Y lo cierto es que fue así: en esa zona tan chic que algunos llaman “La milla de oro”, por la avenida Montaigne y otras calles adyacentes, nos encontramos algunas bolsas vacías con los logotipos de Louis Vuitton, Balenciaga o Armani que, sin duda, habían contenido blusas, zapatos, cinturones o relojes por valor de cientos o incluso de miles de euros, y que sus poseedores habían desechado a las primeras de cambio, en medio del frenesí de la compra.
Y a juego con lo anterior, los despampanantes Austin Martin, Ferrari o Rolls Royce aparcados con premeditación y alevosía junto a las mismas narices de los hoteles de gran lujo, como si estuviéramos viendo una película del Agente 007.
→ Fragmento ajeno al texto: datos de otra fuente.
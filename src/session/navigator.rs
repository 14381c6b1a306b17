use tracing::info;
use url::Url;

/// Performs the navigation the identity flow asks for (login page, logout page).
///
/// A browser host would change the location; a terminal host prints the URL.
pub trait Navigator: Send + Sync {
    fn navigate(&self, url: &Url);
}

/// Navigator that only records the target in the log.
pub struct LogNavigator;

impl Navigator for LogNavigator {
    fn navigate(&self, url: &Url) {
        info!(target_url = %url, "Navigation requested");
    }
}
Todo esto me hizo pensar. No se trata de demonizar a los ricos por ser ricos, sino de poner de manifiesto el sinsentido de la ostentación de la riqueza.
La parábola de Jesús del rico y el mendigo Lázaro, tal como nos cuenta el capítulo 16 del evangelio de Lucas, ya abordó la riqueza insultante del que banqueteaba espléndidamente a la vista del pobre cubierto de llagas y sin más compañía que los perros; de esto hace 22 siglos y no ha perdido ni un ápice de vigencia. A este respecto, el teólogo Xabier Pikaza comenta: “Al rico no se le condena en general por su riqueza, sino por el hecho de que no ha sabido recibir la vida como un don y no ha ofrecido su ayuda al pobre enfermo y hambriento que se consume precisamente al lado de su puerta”. Y remacha: “No es pecado la riqueza tomada por sí misma; pero es pecado la riqueza que permite que los pobres mueran; es pecado la falta de solidaridad que divide a los hombres y consiente que los unos naden en la abundancia mientras los otros se consumen en su mundo de hambre y de miseria”.
Tomando el título de la novela de Víctor Hugo y del musical que triunfó en los teatros y en el cine, en el París actual ya no hay “miserables” con perro en la puerta de los restaurantes con tres estrellas Michelin. ¡Los seguratas no lo permitirían! Pero en las bocas de metro de esa zona, tales como George V o Franklin D. Roosvelt, si uno se fija bien, no tardan en aparecer los lázaros de hoy, son inconfundibles: ropa raída, tez morena, mirada perdida. Y están a dos pasos: en la “Milla de oro” de esa ciudad fascinante que es París y en la mía. O también en la que ahora vivo, por más que tenga un color especial, que lo tiene.